Make a New Normal

Preparing for Passion Week

a photo of a person walking through mud
a photo of a person walking through mud
Photo by NEOM on Unsplash

For Sunday
Sunday of the Passion
Year B


Collect

Almighty and everliving God, in your tender love for the human race you sent your Son our Savior Jesus Christ to take upon him our nature, and to suffer death upon the cross, giving us the example of his great humility: Mercifully grant that we may walk in the way of his suffering, and also share in his resurrection; through Jesus Christ our Lord, who lives and reigns with you and the Holy Spirit, one God, for ever and ever.

Amen.

Reading

Mark 14:1-15:47

Reflection

As we progress through Lent, we are reminded that Jesus is heading to Jerusalem. There, he will confront the Temple authorities, they will arrest him, try him, and hand him over to Rome to be tortured and executed. And then, on the third day, he will be raised.

It is both familiar and something we avoid dealing with. That this is the way things would work out.

In Mark 8, when Jesus first tells his followers of this inevitability, Peter famously rejects it. He wants to find a way to keep it from happening. And who wouldn’t?

Jesus. He wouldn’t. And I think that’s the point.

As we now work our way through Holy Week, which isn’t only punctuated by the Passion, but is colored by it, listen to the prophetic voice of Jesus. Because he keeps drawing the disciples to see what is happening. To walk this road with him. Being his disciple means carrying our own cross to Jerusalem.

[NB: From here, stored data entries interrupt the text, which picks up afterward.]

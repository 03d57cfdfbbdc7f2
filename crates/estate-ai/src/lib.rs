//! Listing intake and sale-price estimation for a small real-estate portal.
//!
//! [`pricing`] turns raw listing attributes into the feature row a trained
//! regression model expects and wraps inference in a fail-soft predictor.
//! [`listings`] stores seller submissions alongside their estimates and
//! serves filtered listings to buyers.

pub mod config;
pub mod error;
pub mod listings;
pub mod pricing;
pub mod telemetry;
//! Seller intake and buyer browsing for property listings.

pub mod domain;
pub mod images;
pub mod repository;
pub mod router;
pub mod service;

#[cfg(test)]
mod tests;

pub use domain::{
    ImageUpload, ListingId, ListingRecord, ListingView, NewListing, PriceBounds, PriceRange,
    DEFAULT_IMAGE_PATH,
};
pub use images::{FilesystemImageStore, ImageStore, ImageStoreError};
pub use repository::{ListingRepository, RepositoryError};
pub use router::{listing_router, CreateListingRequest, ImagePayload};
pub use service::{ListingCatalog, ListingService, ListingServiceError};
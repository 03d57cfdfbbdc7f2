use std::sync::Arc;

use axum::{
    extract::{Path, Query, State},
    http::StatusCode,
    response::{IntoResponse, Response},
    routing::get,
    Router,
};
use base64::engine::general_purpose::STANDARD;
use base64::Engine;
use serde::{Deserialize, Serialize};
use serde_json::json;

use super::domain::{ImageUpload, ListingId, PriceRange};
use super::images::ImageStore;
use super::repository::{ListingRepository, RepositoryError};
use super::service::{ListingService, ListingServiceError};
use crate::pricing::ListingAttributes;

/// Seller submission as posted by the portal.
#[derive(Debug, Clone, Serialize, Deserialize)]
pub struct CreateListingRequest {
    pub attributes: ListingAttributes,
    #[serde(default)]
    pub image: Option<ImagePayload>,
}

/// Image bytes carried inline as standard base64.
#[derive(Debug, Clone, Serialize, Deserialize)]
pub struct ImagePayload {
    pub file_name: String,
    pub content_base64: String,
}

impl ImagePayload {
    pub fn decode(self) -> Result<ImageUpload, base64::DecodeError> {
        let bytes = STANDARD.decode(self.content_base64.trim())?;
        Ok(ImageUpload {
            file_name: self.file_name,
            bytes,
        })
    }
}

/// Router builder exposing HTTP endpoints for listing intake and browsing.
pub fn listing_router<R, I>(service: Arc<ListingService<R, I>>) -> Router
where
    R: ListingRepository + 'static,
    I: ImageStore + 'static,
{
    Router::new()
        .route(
            "/api/v1/listings",
            get(browse_handler::<R, I>).post(create_handler::<R, I>),
        )
        .route(
            "/api/v1/listings/:listing_id",
            get(detail_handler::<R, I>),
        )
        .with_state(service)
}

pub(crate) async fn create_handler<R, I>(
    State(service): State<Arc<ListingService<R, I>>>,
    axum::Json(request): axum::Json<CreateListingRequest>,
) -> Response
where
    R: ListingRepository + 'static,
    I: ImageStore + 'static,
{
    let CreateListingRequest { attributes, image } = request;

    let image = match image.map(ImagePayload::decode).transpose() {
        Ok(image) => image,
        Err(error) => {
            let payload = json!({
                "error": format!("image content is not valid base64: {error}"),
            });
            return (StatusCode::UNPROCESSABLE_ENTITY, axum::Json(payload)).into_response();
        }
    };

    // Blocking on the request task: one small image write plus in-process inference.
    match service.create(attributes, image) {
        Ok(record) => (StatusCode::CREATED, axum::Json(record.view())).into_response(),
        Err(other) => internal_error(other),
    }
}

pub(crate) async fn browse_handler<R, I>(
    State(service): State<Arc<ListingService<R, I>>>,
    Query(range): Query<PriceRange>,
) -> Response
where
    R: ListingRepository + 'static,
    I: ImageStore + 'static,
{
    match service.catalog(&range) {
        Ok(catalog) => (StatusCode::OK, axum::Json(catalog)).into_response(),
        Err(other) => internal_error(other),
    }
}

pub(crate) async fn detail_handler<R, I>(
    State(service): State<Arc<ListingService<R, I>>>,
    Path(listing_id): Path<u64>,
) -> Response
where
    R: ListingRepository + 'static,
    I: ImageStore + 'static,
{
    match service.get(ListingId(listing_id)) {
        Ok(record) => (StatusCode::OK, axum::Json(record.view())).into_response(),
        Err(ListingServiceError::Repository(RepositoryError::NotFound)) => {
            let payload = json!({
                "listing_id": listing_id,
                "error": "listing not found",
            });
            (StatusCode::NOT_FOUND, axum::Json(payload)).into_response()
        }
        Err(other) => internal_error(other),
    }
}

fn internal_error(error: ListingServiceError) -> Response {
    tracing::error!(error = %error, "listing request failed");
    let payload = json!({
        "error": error.to_string(),
    });
    (StatusCode::INTERNAL_SERVER_ERROR, axum::Json(payload)).into_response()
}
use estate_ai_api::run;

#[tokio::main]
async fn main() {
    if let Err(err) = run().await {
        eprintln!("application error: {err}");
        std::process::exit(1);
    }
}
//! Read-only view of a session for presentation layers.

use super::action::Move;
use super::engine::{Session, SessionId};
use super::rules::WinningLine;
use super::{Board, GameStatus, Mark, Mode};
use derive_getters::Getters;
use serde::{Deserialize, Serialize};

/// Everything a front end needs to draw the board and the status line.
///
/// Snapshots are detached copies; holding one never blocks the engine.
#[derive(Debug, Clone, PartialEq, Eq, Getters, Serialize, Deserialize)]
pub struct Snapshot {
    /// Session the snapshot was taken from.
    session_id: SessionId,
    /// Mode of that session.
    mode: Mode,
    /// Board contents.
    board: Board,
    /// Mark to move, or the mark that ended the game.
    turn: Mark,
    /// Current status.
    status: GameStatus,
    /// Cells to highlight after a win.
    winning_line: Option<WinningLine>,
    /// Moves in play order.
    history: Vec<Move>,
    /// Human-readable status line.
    message: String,
    /// The computer holds the turn.
    computer_to_move: bool,
}

impl From<&Session> for Snapshot {
    fn from(session: &Session) -> Self {
        Self {
            session_id: session.id(),
            mode: session.mode(),
            board: session.board().clone(),
            turn: session.turn(),
            status: session.status(),
            winning_line: session.winning_line(),
            history: session.history().to_vec(),
            message: session.status_message(),
            computer_to_move: session.is_computer_turn(),
        }
    }
}

impl Snapshot {
    /// Serializes the snapshot as pretty JSON.
    pub fn to_json(&self) -> Result<String, serde_json::Error> {
        serde_json::to_string_pretty(self)
    }
}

And maybe literal crucifixion isn’t our fate. But for some disciples it was.

His death is not his end. Nor is his death our end—the movement would continue—and then, on top of that, is the resurrection. The end isn’t even the end!

As many of us face mortality and mourning, desiring hope and understanding, may we gain clarity in the journey—that we all must carry a cross. Not because God wills it, or such a thing is natural to life, but it is the inevitable outcome of human failure. That economics keeps us from family, disease keeps us from community, and responsibilities keep us from engaging.

We carry our cross with Jesus. With the promise that the burden is lighter. And the end isn’t the end. Because God’s grace and love can handle any challenge.